Como expliqué anteriormente es posible explicar los datos experimentales mediante la ausencia de proteínas que reconozcan el exón 3 (o presencia de proteínas inhibidoras) por lo que explicaría que en el mutante a no aparezca el exón 3, en el mensajero maduro pese a que sería factible un empalme E3‐E4. Además como expliqué anteriormente estos dos exones parecen ser mutuamente excluyentes. Supuesto 5: a) la técnica de PCR utilizada para amplificar un mRNA a la forma de cDNA es una RT‐PCR utilizando una retrotranscriptasa viral (de retrovirus) que es una polimerasa de DNA que utiliza como molde RNA y cataliza la reacción de polimerización.
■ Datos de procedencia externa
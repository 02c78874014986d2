//! Worker lifecycle states and the extendable-event lifetime primitive.

use color_eyre::Result;
use std::future::Future;
use std::sync::Mutex;
use tokio::task::JoinSet;
use tracing::{error, warn};

/// Worker lifecycle.
///
/// `Parsed -> Installing -> Installed -> Activating -> Activated`, with
/// `Redundant` when installation fails.
#[derive(Debug, Clone, Copy, PartialEq, Eq, Default)]
pub enum WorkerState {
  #[default]
  Parsed,
  Installing,
  Installed,
  Activating,
  Activated,
  Redundant,
}

impl WorkerState {
  /// Only an activated worker intercepts requests.
  pub fn is_active(&self) -> bool {
    matches!(self, WorkerState::Activated)
  }
}

/// Keeps an event alive until the work registered against it completes.
///
/// Handlers hand background sub-operations to `wait_until`; the dispatcher
/// awaits `settle` before considering the event finished. Failures of those
/// sub-operations are logged and counted, never propagated.
#[derive(Default)]
pub struct Lifetime {
  tasks: Mutex<JoinSet<(&'static str, Result<()>)>>,
}

impl Lifetime {
  pub fn new() -> Self {
    Self::default()
  }

  /// Run `future` in the background and extend the event until it finishes.
  pub fn wait_until<F>(&self, label: &'static str, future: F)
  where
    F: Future<Output = Result<()>> + Send + 'static,
  {
    match self.tasks.lock() {
      Ok(mut tasks) => {
        tasks.spawn(async move { (label, future.await) });
      }
      Err(e) => error!(task = label, "lifetime lock poisoned: {}", e),
    }
  }

  /// Wait for every registered sub-operation, including ones registered
  /// while waiting. Returns how many failed.
  pub async fn settle(&self) -> usize {
    let mut failed = 0;
    loop {
      let mut tasks = match self.tasks.lock() {
        Ok(mut tasks) => std::mem::take(&mut *tasks),
        Err(e) => {
          error!("lifetime lock poisoned: {}", e);
          return failed;
        }
      };
      if tasks.is_empty() {
        return failed;
      }

      while let Some(joined) = tasks.join_next().await {
        match joined {
          Ok((_, Ok(()))) => {}
          Ok((label, Err(e))) => {
            warn!(task = label, "background task failed: {}", e);
            failed += 1;
          }
          Err(e) => {
            warn!("background task aborted: {}", e);
            failed += 1;
          }
        }
      }
    }
  }
}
Pudiéndose utilizar un oligonucleotido de poliT para realizar la primera copia del DNA y después los oligonucleótidos de las secuencias de los extremos APRA luego utilizando esta cadena como molde realizar una copia de DNA con una PCR clásica Para amplificar el DNA se ha realizado una PCR clásica con taq polimerasa (DNA polimerasa dependiente de DNA termoestable) con los oligonucleótidos complementaria en los extremos 5’ y 3’ del fragmento a amplificar. b) sí. Estos datos experimentales indican que el oligo Q hibrida con el DNA genómico de los tejidos estudiados y no con el Oligo Stop. Por ello quiere decir que existe un único gen de ApoB ( que como es evidente presente en ambas líneas celulares). Las hibridaciones con RNA nos revela que sí que existe una hibridación con el oligo STOP en las células intestinales por ello debe de existir algún tipo de modificación postranscripcional del RNA.